Nothing should differ. Repeat every record as written.

[Stored data]
§ §

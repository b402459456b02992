use serde::{Deserialize, Serialize};

use crate::catalog::{EntityKind, FieldValue, Record};
use crate::model::ids::BookId;

/// A bibliographic work held by the library.
///
/// Physical copies are modelled separately as [`Edition`](crate::model::Edition)s.
#[derive(Debug, Clone, PartialEq, Eq, Serialize, Deserialize)]
pub struct Book {
    pub id: Option<BookId>,
    pub title: String,
    pub isbn: Option<String>,
    pub description: Option<String>,
}

impl Book {
    #[must_use]
    pub fn new(title: impl Into<String>) -> Self {
        Self {
            id: None,
            title: title.into(),
            isbn: None,
            description: None,
        }
    }

    #[must_use]
    pub fn with_isbn(mut self, isbn: impl Into<String>) -> Self {
        self.isbn = Some(isbn.into());
        self
    }

    #[must_use]
    pub fn with_description(mut self, description: impl Into<String>) -> Self {
        self.description = Some(description.into());
        self
    }
}

impl Record for Book {
    const KIND: EntityKind = EntityKind::Book;

    fn id(&self) -> Option<i64> {
        self.id.map(BookId::get)
    }

    fn values(&self) -> Vec<(&'static str, FieldValue<'_>)> {
        vec![
            ("Title", FieldValue::Text(Some(&self.title))),
            ("Isbn", FieldValue::Text(self.isbn.as_deref())),
            ("Description", FieldValue::Text(self.description.as_deref())),
        ]
    }
}
pub mod config;
pub mod migrate;
pub mod schema;

use anyhow::{Context, Result};
use backon::{BlockingRetryable, ExponentialBuilder};
use shelfmark_core::{Database, DatabaseOptions};

use crate::config::Config;

/// Open the configured database without migrating it.
///
/// Creates the parent directory if needed. A locked database is retried with
/// exponential backoff before giving up.
pub fn open_database(config: &Config) -> Result<Database> {
    let path = &config.database_path;
    if let Some(parent) = path.parent() {
        std::fs::create_dir_all(parent)
            .with_context(|| format!("Failed to create {}", parent.display()))?;
    }

    let options = DatabaseOptions {
        busy_timeout: config.busy_timeout(),
        auto_migrate: false,
    };
    let db = retry(|| Database::open_with(path, &options))
        .with_context(|| format!("Failed to open database at {}", path.display()))?;
    Ok(db)
}

/// Run a storage operation, retrying while it fails with a transient error.
pub fn retry<T>(
    op: impl FnMut() -> shelfmark_core::Result<T>,
) -> shelfmark_core::Result<T> {
    op.retry(ExponentialBuilder::default().with_max_times(5))
        .sleep(std::thread::sleep)
        .when(shelfmark_core::Error::is_retryable)
        .notify(|err, delay| log::warn!("{err}; retrying in {delay:?}"))
        .call()
}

§ §

## Your response
repository b402459456b02992
use serde::{Deserialize, Serialize};

use crate::catalog::{EntityKind, FieldValue, Record};
use crate::model::ids::BookId;

/// A bibliographic work held by the library.
///
/// Physical copies are modelled separately as [`Edition`](crate::model::Edition)s.
#[derive(Debug, Clone, PartialEq, Eq, Serialize, Deserialize)]
pub struct Book {
    pub id: Option<BookId>,
    pub title: String,
    pub isbn: Option<String>,
    pub description: Option<String>,
}

impl Book {
    #[must_use]
    pub fn new(title: impl Into<String>) -> Self {
        Self {
            id: None,
            title: title.into(),
            isbn: None,
            description: None,
        }
    }

    #[must_use]
    pub fn with_isbn(mut self, isbn: impl Into<String>) -> Self {
        self.isbn = Some(isbn.into());
        self
    }

    #[must_use]
    pub fn with_description(mut self, description: impl Into<String>) -> Self {
        self.description = Some(description.into());
        self
    }
}

impl Record for Book {
    const KIND: EntityKind = EntityKind::Book;

    fn id(&self) -> Option<i64> {
        self.id.map(BookId::get)
    }

    fn values(&self) -> Vec<(&'static str, FieldValue<'_>)> {
        vec![
            ("Title", FieldValue::Text(Some(&self.title))),
            ("Isbn", FieldValue::Text(self.isbn.as_deref())),
            ("Description", FieldValue::Text(self.description.as_deref())),
        ]
    }
}
pub mod config;
pub mod migrate;
pub mod schema;

use anyhow::{Context, Result};
use backon::{BlockingRetryable, ExponentialBuilder};
use shelfmark_core::{Database, DatabaseOptions};

use crate::config::Config;

/// Open the configured database without migrating it.
///
/// Creates the parent directory if needed. A locked database is retried with
/// exponential backoff before giving up.
pub fn open_database(config: &Config) -> Result<Database> {
    let path = &config.database_path;
    if let Some(parent) = path.parent() {
        std::fs::create_dir_all(parent)
            .with_context(|| format!("Failed to create {}", parent.display()))?;
    }

    let options = DatabaseOptions {
        busy_timeout: config.busy_timeout(),
        auto_migrate: false,
    };
    let db = retry(|| Database::open_with(path, &options))
        .with_context(|| format!("Failed to open database at {}", path.display()))?;
    Ok(db)
}

/// Run a storage operation, retrying while it fails with a transient error.
pub fn retry<T>(
    op: impl FnMut() -> shelfmark_core::Result<T>,
) -> shelfmark_core::Result<T> {
    op.retry(ExponentialBuilder::default().with_max_times(5))
        .sleep(std::thread::sleep)
        .when(shelfmark_core::Error::is_retryable)
        .notify(|err, delay| log::warn!("{err}; retrying in {delay:?}"))
        .call()
}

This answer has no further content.